Stored data:
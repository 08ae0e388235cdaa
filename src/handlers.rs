use std::sync::Arc;

use num_bigint::BigInt;
use num_traits::Zero;
use tracing::{debug, warn};

use crate::aggregator::Aggregator;
use crate::entities::{LoanVersion, PoolState, Protocol};
use crate::events::{ChainEvent, EventContext, EventKind};
use crate::store::{
    EntityStore, KeyedStore, LoanSeed, MarketSeed, RewardScheduleSeed, StakeLockerSeed, TokenSeed,
};
use crate::units::big_decimal_to_big_int;

/// Applies decoded chain events strictly sequentially: mutate the raw
/// counters an event names, then run exactly one market tick before moving
/// on. Owns the protocol singleton and threads it through every tick.
pub struct EventProcessor {
    store: Arc<EntityStore>,
    aggregator: Aggregator,
    protocol: Protocol,
    last_block: u64,
    events_applied: u64,
}
mod sources;

pub use sources::{PeggedQuoteSource, StaticQuoteSource};

use bigdecimal::BigDecimal;
use num_traits::Zero;
use tracing::{debug, warn};

use crate::entities::{PriceSourceKind, Token};
use crate::store::{EntityStore, KeyedStore, TokenSeed};

/// What a single price source answers: a usable USD price, or an explicit
/// "unavailable" signal.
#[derive(Debug, Clone)]
pub struct PriceQuote {
    pub usd_price: BigDecimal,
    pub reverted: bool,
}

impl PriceQuote {
    pub fn ok(usd_price: BigDecimal) -> Self {
        Self {
            usd_price,
            reverted: false,
        }
    }

    pub fn reverted() -> Self {
        Self {
            usd_price: BigDecimal::zero(),
            reverted: true,
        }
    }
}

/// One rung of the fallback ladder. Sources are independent and side-effect
/// free; a revert never blocks the next source from being tried.
pub trait PriceSource: Send + Sync {
    fn kind(&self) -> PriceSourceKind;
    fn try_price(&self, token: &Token) -> PriceQuote;
}

/// Walks an ordered list of price sources and returns the first usable USD
/// quote. The serving source's tag (and the price) is recorded on the token
/// record; exhaustion yields a zero price under the `None` tag. Total: every
/// invocation returns a value and leaves the token's tag set.
pub struct PriceResolver {
    sources: Vec<Box<dyn PriceSource>>,
}

impl PriceResolver {
    pub fn new(sources: Vec<Box<dyn PriceSource>>) -> Self {
        Self { sources }
    }

    pub fn resolve_usd(&self, store: &EntityStore, token_id: &str) -> BigDecimal {
        let mut token = store.get_or_create_token(token_id, TokenSeed::default());

        for source in &self.sources {
            let quote = source.try_price(&token);
            if !quote.reverted {
                debug!(
                    token = token_id,
                    source = %source.kind(),
                    price = %quote.usd_price,
                    "price served"
                );
                token.last_price_usd = quote.usd_price.clone();
                token.last_price_source = source.kind();
                store.tokens.save(token_id, token);
                return quote.usd_price;
            }
        }

        warn!(token = token_id, "every price source reverted");
        token.last_price_usd = BigDecimal::zero();
        token.last_price_source = PriceSourceKind::None;
        store.tokens.save(token_id, token);
        BigDecimal::zero()
    }
}

#[cfg(test)]
mod tests {
    use super::*;
    use std::str::FromStr;

    /// Source that always serves the same price, or always reverts.
    struct FixedSource {
        kind: PriceSourceKind,
        price: Option<BigDecimal>,
    }

    impl PriceSource for FixedSource {
        fn kind(&self) -> PriceSourceKind {
            self.kind
        }

        fn try_price(&self, _token: &Token) -> PriceQuote {
            match &self.price {
                Some(p) => PriceQuote::ok(p.clone()),
                None => PriceQuote::reverted(),
            }
        }
    }

    #[test]
    fn first_non_reverted_source_wins() {
        let store = EntityStore::new();
        let resolver = PriceResolver::new(vec![
            Box::new(FixedSource {
                kind: PriceSourceKind::ProtocolOracle,
                price: None,
            }),
            Box::new(FixedSource {
                kind: PriceSourceKind::AggregatorFeed,
                price: Some(BigDecimal::from_str("1.01").unwrap()),
            }),
            Box::new(FixedSource {
                kind: PriceSourceKind::UniswapRouter,
                price: Some(BigDecimal::from_str("9.99").unwrap()),
            }),
        ]);

        let price = resolver.resolve_usd(&store, "0xusdc");
        assert_eq!(price, BigDecimal::from_str("1.01").unwrap());

        let token = store.tokens.load("0xusdc").unwrap();
        assert_eq!(token.last_price_source, PriceSourceKind::AggregatorFeed);
        assert_eq!(token.last_price_usd, price);
    }

    #[test]
    fn exhaustion_returns_zero_with_none_tag() {
        let store = EntityStore::new();
        let resolver = PriceResolver::new(vec![Box::new(FixedSource {
            kind: PriceSourceKind::ProtocolOracle,
            price: None,
        })]);

        let price = resolver.resolve_usd(&store, "0xobscure");
        assert!(price.is_zero());

        // Totality: the tag is set even though nothing served a price.
        let token = store.tokens.load("0xobscure").unwrap();
        assert_eq!(token.last_price_source, PriceSourceKind::None);
    }

    #[test]
    fn resolver_with_no_sources_is_still_total() {
        let store = EntityStore::new();
        let resolver = PriceResolver::new(Vec::new());
        assert!(resolver.resolve_usd(&store, "0xany").is_zero());
        assert!(store.tokens.load("0xany").is_some());
    }
}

THE TASK:
For each line above that includes the word "BigDecimal", make a copy of that line.

EXERCISE ANSWER:
use bigdecimal::BigDecimal;
    pub usd_price: BigDecimal,
    pub fn ok(usd_price: BigDecimal) -> Self {
            usd_price: BigDecimal::zero(),
    pub fn resolve_usd(&self, store: &EntityStore, token_id: &str) -> BigDecimal {
        token.last_price_usd = BigDecimal::zero();
        BigDecimal::zero()
        price: Option<BigDecimal>,
                price: Some(BigDecimal::from_str("1.01").unwrap()),
                price: Some(BigDecimal::from_str("9.99").unwrap()),
        assert_eq!(price, BigDecimal::from_str("1.01").unwrap());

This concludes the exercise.